I've lost rich friends recently. Rich friends who, by virtue of being rich, have little hope of ever being able to understand where I'm coming from.
People from rich families lack the emotional capacity to care for those without a similar experience to them. Their financial cushions protect them against having to carry out anywhere near as much emotional labour or care. Paid nannies stand in for older siblings; paid tutors stand in for a siblings' helping hand with homework; entertainment systems stand in for improvised, imaginative play. The empathetic muscle thus goes unexercised in childhood.

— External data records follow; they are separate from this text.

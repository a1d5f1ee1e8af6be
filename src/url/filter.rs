//! Crawlability rules applied on top of normalization
//!
//! A URL that normalizes cleanly can still be a poor crawl target: a local
//! address, a binary download, or an API endpoint that will never return HTML.

use crate::url::normalize::normalize_url;
use crate::UrlError;
use std::net::{Ipv4Addr, Ipv6Addr};
use url::{Host, Url};

/// File extensions that are never fetched
const EXCLUDED_EXTENSIONS: &[&str] = &[
    // Documents
    "pdf", "doc", "docx", "xls", "xlsx", "ppt", "pptx", "csv",
    // Archives
    "zip", "rar", "tar", "gz", "7z",
    // Media
    "mp3", "wav", "mp4", "avi", "mov", "wmv", "flv", "jpg", "jpeg", "png", "gif", "bmp",
    "svg", "webp", "ico",
    // Binaries and installers
    "exe", "msi", "dmg", "deb", "rpm",
    // Web assets and feeds
    "css", "js", "json", "xml", "rss", "atom", "woff", "woff2",
];

/// Path fragments that mark API or download endpoints
const NON_HTML_PATH_PATTERNS: &[&str] = &[
    "/api/",
    "/rest/",
    "/graphql",
    "/rpc/",
    "/download/",
    "/file/",
    "/asset/",
];

/// Host prefixes that mark API services
const NON_HTML_HOST_PREFIXES: &[&str] = &["api.", "rest.", "graphql."];

/// Decides whether a URL is a crawl target
#[derive(Debug, Clone, Copy, Default)]
pub struct UrlFilter {
    /// Accept loopback and private network hosts
    pub allow_private_hosts: bool,
}

impl UrlFilter {
    pub fn new(allow_private_hosts: bool) -> Self {
        Self {
            allow_private_hosts,
        }
    }

    /// Normalizes `url_str` and applies every crawlability rule
    ///
    /// # Returns
    ///
    /// * `Ok(Url)` - The canonical form of an admissible URL
    /// * `Err(UrlError)` - The reason the URL is rejected
    ///
    /// # Examples
    ///
    /// ```
    /// use content_crawler::url::UrlFilter;
    ///
    /// let filter = UrlFilter::default();
    /// assert!(filter.admit("https://example.com/about/").is_ok());
    /// assert!(filter.admit("https://example.com/report.pdf").is_err());
    /// assert!(filter.admit("http://localhost:8080/").is_err());
    /// ```
    pub fn admit(&self, url_str: &str) -> Result<Url, UrlError> {
        let url = normalize_url(url_str)?;
        self.check(&url)?;
        Ok(url)
    }

    /// Applies the crawlability rules to an already normalized URL
    pub fn check(&self, url: &Url) -> Result<(), UrlError> {
        let host = url.host().ok_or(UrlError::MissingDomain)?;

        if !self.allow_private_hosts && is_local_host(&host) {
            return Err(UrlError::LocalAddress(host.to_string()));
        }

        if let Some(ext) = excluded_extension(url.path()) {
            return Err(UrlError::ExcludedExtension(ext));
        }

        if let Some(pattern) = non_html_pattern(url) {
            return Err(UrlError::NonHtmlPattern(pattern.to_string()));
        }

        Ok(())
    }

    /// Convenience predicate over [`admit`](Self::admit)
    pub fn is_crawlable(&self, url_str: &str) -> bool {
        self.admit(url_str).is_ok()
    }
}

fn is_local_host(host: &Host<&str>) -> bool {
    match host {
        Host::Domain(name) => {
            let name = name.trim_end_matches('.');
            name == "localhost" || name.ends_with(".localhost") || name.ends_with(".local")
        }
        Host::Ipv4(addr) => is_local_ipv4(addr),
        Host::Ipv6(addr) => is_local_ipv6(addr),
    }
}

fn is_local_ipv4(addr: &Ipv4Addr) -> bool {
    addr.is_loopback()
        || addr.is_private()
        || addr.is_link_local()
        || addr.is_unspecified()
        || addr.is_broadcast()
}

fn is_local_ipv6(addr: &Ipv6Addr) -> bool {
    if let Some(v4) = addr.to_ipv4_mapped() {
        return is_local_ipv4(&v4);
    }
    let first = addr.segments()[0];
    addr.is_loopback()
        || addr.is_unspecified()
        || (first & 0xfe00) == 0xfc00 // unique local
        || (first & 0xffc0) == 0xfe80 // link local
}

/// Returns the extension of the last path segment when it is excluded
fn excluded_extension(path: &str) -> Option<String> {
    let last = path.rsplit('/').next()?;
    let (_, ext) = last.rsplit_once('.')?;
    let ext = ext.to_ascii_lowercase();
    EXCLUDED_EXTENSIONS.contains(&ext.as_str()).then_some(ext)
}

fn non_html_pattern(url: &Url) -> Option<&'static str> {
    // Normalized paths lose their trailing slash; restore one so `/api` still
    // matches `/api/`.
    let path = format!("{}/", url.path().to_ascii_lowercase());
    if let Some(pattern) = NON_HTML_PATH_PATTERNS
        .iter()
        .find(|pattern| path.contains(*pattern))
    {
        return Some(*pattern);
    }

    let host = url.host_str()?;
    NON_HTML_HOST_PREFIXES
        .iter()
        .find(|prefix| host.starts_with(*prefix))
        .copied()
}
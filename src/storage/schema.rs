//! Database schema definitions
//!
//! This module contains the SQL schema for crawl runs and page results.

/// SQL schema for the database
pub const SCHEMA_SQL: &str = r#"
-- Track crawl runs
CREATE TABLE IF NOT EXISTS runs (
    run_id TEXT PRIMARY KEY,
    input_ref TEXT NOT NULL,
    status TEXT NOT NULL,
    max_depth INTEGER NOT NULL,
    total_urls INTEGER NOT NULL DEFAULT 0,
    error_message TEXT,
    created_at TEXT NOT NULL,
    updated_at TEXT NOT NULL
);

CREATE INDEX IF NOT EXISTS idx_runs_created ON runs(created_at);

-- One row per fetch attempt that produced a result
CREATE TABLE IF NOT EXISTS pages (
    id TEXT PRIMARY KEY,
    run_id TEXT NOT NULL REFERENCES runs(run_id),
    url TEXT NOT NULL,
    domain TEXT NOT NULL,
    parent_id TEXT,
    referer_url TEXT,
    status_code INTEGER NOT NULL,
    depth INTEGER NOT NULL,
    content_hash TEXT,
    title TEXT,
    meta_description TEXT,
    content_type TEXT,
    content_length INTEGER NOT NULL DEFAULT 0,
    retry_count INTEGER NOT NULL DEFAULT 0,
    last_error TEXT,
    created_at TEXT NOT NULL
);

CREATE INDEX IF NOT EXISTS idx_pages_run ON pages(run_id);
CREATE INDEX IF NOT EXISTS idx_pages_domain ON pages(domain);
CREATE INDEX IF NOT EXISTS idx_pages_parent ON pages(parent_id);
"#;

/// Initializes the database schema
///
/// # Arguments
///
/// * `conn` - The database connection
///
/// # Returns
///
/// * `Ok(())` - Schema initialized successfully
/// * `Err(rusqlite::Error)` - Failed to initialize schema
pub fn initialize_schema(conn: &rusqlite::Connection) -> Result<(), rusqlite::Error> {
    conn.execute_batch(SCHEMA_SQL)?;
    Ok(())
}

These former “friends” are becoming landlords; influencers; inheriting apartments in their mid twenties. Despite all that, their victim complex is seemingly never-ending. They'll constantly complain about their lives, fabricating intra-group drama out of nothing, fashioning their lifestyles after the fake plastic model set out for them by Love Island. The only topic they can even begin to agree with me on is anti-work, the difference being that their antipathy to work comes from vague, unarticulated entitlement, not an actual understanding of how the institution of work today is effectively an extension of slavery.
They'll all inherit beautiful homes and follow the preordained path of nuclear family life, but it'll come back to bite them, as their children won't experience the joy of having real skills (social and practical) passed down to them. As much as I'm ultimately on their side, and I'll be there for them when they want to talk to me about these things, I'll certainly relish watching all this catch up to them in their thirties and forties.